The most recent attempt at a pride parade, in 2014, was the first that went ahead without major incident, but that shouldn’t be mistaken for a growing sense of tolerance among the local citizenry: Thanks to the country’s European Union aspirations, Serbia’s politicians are being forced to protect minority rights and kept the peace by drafting a 7,000-strong force of riot police capable of fending off Godzilla. With the center of the city on complete lockdown, a small, mild-mannered parade strolled through apocalyptically empty streets.
So it comes as little surprise that Pleasure’s facade gives away nothing of what goes on inside, and even during the club’s peak hours on Saturday night, the only thing likely to attract the attention of unsuspecting passers-by is the police van that sits parked out front in anticipation of any trouble. This invisibility is a fitting allegory for the way that many of the club’s clientele live their lives.
Despite the rampant homophobia of its environment, Pleasure’s mere existence isn’t what makes it noteworthy. There are other gay clubs in Belgrade, and, although discrete, their presence is hardly secret. What sets Pleasure apart from the rest of them is its stylistic approach. Unlike other gay clubs, which tend to mimic their counterparts in major Western cities (at least as much as their austere finances will allow), Pleasure offers a distinctly Serbian nightlife experience: With its tacky white faux-leather sofas and cheap damask wallpaper, it looks like any other tasteless, mass-market Belgrade nightclub, albeit much shabbier. The musical offerings, meanwhile, consist overwhelmingly of turbofolk.

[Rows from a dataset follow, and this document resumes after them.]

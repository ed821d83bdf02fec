use std::collections::BTreeSet;
use std::path::{Path, PathBuf};

use shellcast_adapters::{scan_bands, RasterTools};
use shellcast_core::{GridFileName, Threshold, ThresholdRaster};
use shellcast_storage::workdirs::clear_dir;
use tokio::fs;
use tracing::{debug, info, warn};

use super::StageError;

/// Export one single-band GeoTIFF per (subset file, requested threshold).
///
/// Bands are matched on their upper probability limit converted to inches
/// and rounded to one decimal. A file without matching bands contributes
/// nothing.
pub async fn extract_bands(
    tools: &dyn RasterTools,
    subset_files: &[PathBuf],
    thresholds: &BTreeSet<Threshold>,
    tiff_prefix: &str,
    out_dir: &Path,
) -> Result<Vec<ThresholdRaster>, StageError> {
    clear_dir(out_dir).await?;
    let mut rasters = Vec::new();

    for input in subset_files {
        let name = input
            .file_name()
            .and_then(|n| n.to_str())
            .unwrap_or_default();
        let horizon = GridFileName::parse(name)?.horizon;
        let bytes = fs::read(input)
            .await
            .map_err(|source| shellcast_storage::StorageError::Io {
                action: "reading",
                path: input.clone(),
                source,
            })?;
        let bands = scan_bands(&bytes).map_err(|source| StageError::Grib {
            path: input.clone(),
            source,
        })?;

        let mut exported = BTreeSet::new();
        for band in bands {
            let Some(threshold) = band.upper_limit_mm.and_then(Threshold::from_millimetres) else {
                debug!(file = name, band = band.index, "band carries no upper limit");
                continue;
            };
            if !thresholds.contains(&threshold) {
                continue;
            }
            if !exported.insert(threshold) {
                warn!(file = name, band = band.index, %threshold, "duplicate threshold band skipped");
                continue;
            }
            let output = out_dir.join(ThresholdRaster::file_name(tiff_prefix, name, threshold));
            tools.export_band(input, band.index, &output).await?;
            info!(file = name, band = band.index, %threshold, output = %output.display(), "exported threshold band");
            rasters.push(ThresholdRaster {
                source: Some(input.clone()),
                threshold,
                horizon,
                path: output,
            });
        }
        if exported.is_empty() {
            warn!(file = name, "no bands matched the requested thresholds");
        }
    }

    Ok(rasters)
}

#[cfg(test)]
mod tests {
    use super::*;
    use async_trait::async_trait;
    use shellcast_adapters::grib::testing::probability_message;
    use shellcast_adapters::{ResampleSpec, SubsetBounds, ToolError};
    use shellcast_core::HorizonCode;
    use std::sync::Mutex;
    use tempfile::tempdir;

    #[derive(Default)]
    struct RecordingTools {
        exports: Mutex<Vec<(usize, PathBuf)>>,
    }

    #[async_trait]
    impl RasterTools for RecordingTools {
        async fn subset(&self, _: &Path, _: &SubsetBounds, _: &Path) -> Result<(), ToolError> {
            Ok(())
        }

        async fn export_band(&self, _input: &Path, band: usize, output: &Path) -> Result<(), ToolError> {
            std::fs::write(output, b"tif").expect("write");
            self.exports.lock().expect("lock").push((band, output.to_path_buf()));
            Ok(())
        }

        async fn resample(&self, _: &Path, _: &ResampleSpec, _: &Path) -> Result<(), ToolError> {
            Ok(())
        }
    }

    fn inches(v: f64) -> Threshold {
        Threshold::from_inches(v).expect("threshold")
    }

    #[tokio::test]
    async fn only_requested_thresholds_are_exported() {
        let dir = tempdir().expect("tempdir");
        let grid = dir.path().join("sbs_pqpf_p24i_conus_2024101606f054.grb");
        // 1.0 in, 2.0 in, 3.0 in and one band without a limit.
        std::fs::write(
            &grid,
            probability_message(9, &[Some((1, 254)), Some((1, 508)), None, Some((1, 762))]),
        )
        .expect("write grib");

        let tools = RecordingTools::default();
        let out = dir.path().join("tiffs");
        let wanted: BTreeSet<_> = [inches(2.0), inches(3.0)].into_iter().collect();
        let rasters = extract_bands(&tools, &[grid], &wanted, "tp", &out)
            .await
            .expect("extract");

        let exports = tools.exports.lock().expect("lock").clone();
        assert_eq!(exports.iter().map(|(b, _)| *b).collect::<Vec<_>>(), vec![2, 4]);
        assert_eq!(rasters.len(), 2);
        assert_eq!(rasters[0].threshold, inches(2.0));
        assert_eq!(rasters[0].horizon, HorizonCode::new(54));
        assert_eq!(
            rasters[1].path.file_name().and_then(|n| n.to_str()),
            Some("tp_2024101606f054_3p0.tif")
        );
    }

    #[tokio::test]
    async fn files_without_matches_yield_nothing() {
        let dir = tempdir().expect("tempdir");
        let grid = dir.path().join("sbs_pqpf_p24i_conus_2024101606f030.grb");
        std::fs::write(&grid, probability_message(9, &[Some((1, 254))])).expect("write grib");

        let tools = RecordingTools::default();
        let wanted: BTreeSet<_> = [inches(4.0)].into_iter().collect();
        let rasters = extract_bands(&tools, &[grid], &wanted, "tp", &dir.path().join("tiffs"))
            .await
            .expect("extract");
        assert!(rasters.is_empty());
    }

    #[tokio::test]
    async fn corrupt_grids_fail_the_stage() {
        let dir = tempdir().expect("tempdir");
        let grid = dir.path().join("sbs_pqpf_p24i_conus_2024101606f030.grb");
        std::fs::write(&grid, b"not a grib").expect("write");

        let tools = RecordingTools::default();
        let wanted: BTreeSet<_> = [inches(1.0)].into_iter().collect();
        let err = extract_bands(&tools, &[grid], &wanted, "tp", &dir.path().join("tiffs"))
            .await
            .expect_err("corrupt");
        assert!(matches!(err, StageError::Grib { .. }));
    }
}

In case you’re unfamiliar with the term, turbofolk is Balkan folk music on steroids. Rooted in the Turkish folk that the region inherited from centuries of Ottoman rule, it takes the strings, rhythms, and wailing vocals common to what can be broadly pigeonholed as “Middle Eastern” music, blends them with the accordions and brass instruments that are so popular across the Balkans, then overlays that concoction onto the cheesiest synthesizer beats and Auto-Tune imaginable. Lyrical content is heavily reliant on love ballads and the sort of gaudy materialism common to commercial hip-hop, and turbofolk performers take their visual cues from the pompous theatrics of Eurovision, although their interpretation is much skimpier, with a particular onus placed on lip fillers and breast implants.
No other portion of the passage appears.